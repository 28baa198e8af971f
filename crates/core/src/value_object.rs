//! Value objects: equality by value, not identity.

use serde::{Deserialize, Serialize};

use crate::error::{DomainError, DomainResult};

/// Marker trait for value objects.
///
/// Value objects are immutable and compared by their attribute values. To
/// "modify" one, build a new one.
pub trait ValueObject: Clone + PartialEq + core::fmt::Debug {}

/// An amount of money in the smallest currency unit (e.g. cents).
///
/// Non-negative by construction. All arithmetic is checked; overflow surfaces
/// as a validation error rather than wrapping.
#[derive(Debug, Copy, Clone, Default, PartialEq, Eq, PartialOrd, Ord, Hash, Serialize, Deserialize)]
#[serde(transparent)]
pub struct Money(u64);

impl ValueObject for Money {}

impl Money {
    pub const ZERO: Money = Money(0);

    pub const fn from_minor(minor: u64) -> Self {
        Self(minor)
    }

    pub const fn minor(self) -> u64 {
        self.0
    }

    pub fn checked_add(self, other: Money) -> DomainResult<Money> {
        self.0
            .checked_add(other.0)
            .map(Money)
            .ok_or_else(|| DomainError::validation("monetary amount overflow"))
    }

    /// Multiply by a (non-negative) quantity.
    pub fn checked_mul(self, quantity: i64) -> DomainResult<Money> {
        let quantity = u64::try_from(quantity)
            .map_err(|_| DomainError::validation("cannot price a negative quantity"))?;
        self.0
            .checked_mul(quantity)
            .map(Money)
            .ok_or_else(|| DomainError::validation("monetary amount overflow"))
    }

    /// Sum an iterator of amounts, failing on overflow.
    pub fn checked_sum(amounts: impl IntoIterator<Item = Money>) -> DomainResult<Money> {
        amounts
            .into_iter()
            .try_fold(Money::ZERO, |acc, m| acc.checked_add(m))
    }
}

impl core::fmt::Display for Money {
    fn fmt(&self, f: &mut core::fmt::Formatter<'_>) -> core::fmt::Result {
        write!(f, "{}.{:02}", self.0 / 100, self.0 % 100)
    }
}

#[cfg(test)]
mod tests {
    use super::*;

    #[test]
    fn display_uses_two_decimals() {
        assert_eq!(Money::from_minor(123_456).to_string(), "1234.56");
        assert_eq!(Money::from_minor(5).to_string(), "0.05");
        assert_eq!(Money::ZERO.to_string(), "0.00");
    }

    #[test]
    fn checked_mul_rejects_negative_quantity() {
        let err = Money::from_minor(100).checked_mul(-1).unwrap_err();
        assert!(matches!(err, DomainError::Validation(_)));
    }

    #[test]
    fn checked_sum_reports_overflow() {
        let err = Money::checked_sum([Money::from_minor(u64::MAX), Money::from_minor(1)]).unwrap_err();
        assert!(matches!(err, DomainError::Validation(_)));
    }

    mod proptest_tests {
        use super::*;
        use proptest::prelude::*;

        proptest! {
            /// Property: multiplying then summing matches integer arithmetic when it fits.
            #[test]
            fn line_totals_match_integer_math(
                lines in proptest::collection::vec((0u64..1_000_000, 1i64..10_000), 1..20)
            ) {
                let expected: u64 = lines.iter().map(|(p, q)| p * (*q as u64)).sum();
                let total = Money::checked_sum(
                    lines.iter().map(|(p, q)| Money::from_minor(*p).checked_mul(*q).unwrap())
                ).unwrap();
                prop_assert_eq!(total.minor(), expected);
            }
        }
    }
}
----
Task prompt: Which lines above contain "trait"? Show each of them.

Written solution:
/// Marker trait for value objects.
pub trait ValueObject: Clone + PartialEq + core::fmt::Debug {}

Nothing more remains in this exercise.